REQUIRED ACTION:
Scan the entries below and report only how many lines contain "value".

RECORDS FOR THE EXERCISE:

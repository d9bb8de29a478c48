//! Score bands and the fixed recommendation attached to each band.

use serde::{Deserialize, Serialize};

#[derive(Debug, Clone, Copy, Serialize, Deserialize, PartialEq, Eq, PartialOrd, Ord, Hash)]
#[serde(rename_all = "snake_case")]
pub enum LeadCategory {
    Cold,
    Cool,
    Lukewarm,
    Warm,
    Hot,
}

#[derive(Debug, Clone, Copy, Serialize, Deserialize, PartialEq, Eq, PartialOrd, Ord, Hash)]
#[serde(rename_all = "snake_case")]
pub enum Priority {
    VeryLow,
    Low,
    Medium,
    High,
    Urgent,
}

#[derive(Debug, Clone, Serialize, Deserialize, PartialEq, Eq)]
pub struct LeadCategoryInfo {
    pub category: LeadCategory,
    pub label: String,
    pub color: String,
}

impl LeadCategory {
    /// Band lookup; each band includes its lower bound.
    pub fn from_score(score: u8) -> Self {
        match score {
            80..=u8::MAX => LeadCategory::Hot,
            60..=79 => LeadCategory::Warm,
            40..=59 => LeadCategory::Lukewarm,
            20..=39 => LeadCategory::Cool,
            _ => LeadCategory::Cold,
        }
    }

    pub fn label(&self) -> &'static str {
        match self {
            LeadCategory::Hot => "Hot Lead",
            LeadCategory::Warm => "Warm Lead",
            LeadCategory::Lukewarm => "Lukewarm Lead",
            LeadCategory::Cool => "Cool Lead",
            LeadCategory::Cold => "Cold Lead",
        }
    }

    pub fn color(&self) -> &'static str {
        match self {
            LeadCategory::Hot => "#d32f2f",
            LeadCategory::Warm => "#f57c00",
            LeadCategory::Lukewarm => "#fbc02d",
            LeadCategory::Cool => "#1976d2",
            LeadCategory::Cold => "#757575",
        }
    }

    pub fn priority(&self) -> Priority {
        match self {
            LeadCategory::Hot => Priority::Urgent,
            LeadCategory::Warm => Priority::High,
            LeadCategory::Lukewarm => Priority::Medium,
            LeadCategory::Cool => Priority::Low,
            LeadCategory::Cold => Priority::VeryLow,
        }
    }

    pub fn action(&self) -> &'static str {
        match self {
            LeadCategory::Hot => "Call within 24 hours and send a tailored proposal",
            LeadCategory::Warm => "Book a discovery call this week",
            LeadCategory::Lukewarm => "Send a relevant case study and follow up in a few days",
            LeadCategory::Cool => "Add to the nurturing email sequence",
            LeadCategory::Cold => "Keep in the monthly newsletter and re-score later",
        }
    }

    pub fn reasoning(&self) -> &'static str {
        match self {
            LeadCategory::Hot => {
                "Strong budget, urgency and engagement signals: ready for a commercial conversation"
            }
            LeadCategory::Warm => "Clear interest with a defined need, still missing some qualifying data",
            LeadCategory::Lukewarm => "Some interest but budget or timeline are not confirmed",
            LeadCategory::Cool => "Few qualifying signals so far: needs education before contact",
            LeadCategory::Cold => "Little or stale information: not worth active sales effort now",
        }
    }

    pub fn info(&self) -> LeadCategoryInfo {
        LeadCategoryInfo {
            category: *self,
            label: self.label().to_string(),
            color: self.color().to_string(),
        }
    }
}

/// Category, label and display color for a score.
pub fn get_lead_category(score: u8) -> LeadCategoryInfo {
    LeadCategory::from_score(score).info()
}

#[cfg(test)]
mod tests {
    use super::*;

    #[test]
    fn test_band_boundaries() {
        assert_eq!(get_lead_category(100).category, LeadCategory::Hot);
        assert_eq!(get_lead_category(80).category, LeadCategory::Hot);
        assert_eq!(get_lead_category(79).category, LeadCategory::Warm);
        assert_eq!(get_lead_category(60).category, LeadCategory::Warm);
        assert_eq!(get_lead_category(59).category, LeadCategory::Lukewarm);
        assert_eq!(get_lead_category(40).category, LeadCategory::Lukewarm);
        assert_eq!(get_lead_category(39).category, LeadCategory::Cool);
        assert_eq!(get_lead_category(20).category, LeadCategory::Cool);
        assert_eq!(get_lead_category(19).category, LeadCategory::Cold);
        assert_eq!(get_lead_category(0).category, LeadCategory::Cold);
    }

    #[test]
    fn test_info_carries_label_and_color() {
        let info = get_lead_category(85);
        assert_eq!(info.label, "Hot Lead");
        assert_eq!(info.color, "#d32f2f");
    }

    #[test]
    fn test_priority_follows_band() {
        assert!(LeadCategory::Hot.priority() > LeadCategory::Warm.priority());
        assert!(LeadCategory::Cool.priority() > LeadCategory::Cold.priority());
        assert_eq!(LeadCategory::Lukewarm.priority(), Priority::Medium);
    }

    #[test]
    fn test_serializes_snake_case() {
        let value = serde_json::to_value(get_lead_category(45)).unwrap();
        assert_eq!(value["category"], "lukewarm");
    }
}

WRITTEN RESPONSE:
2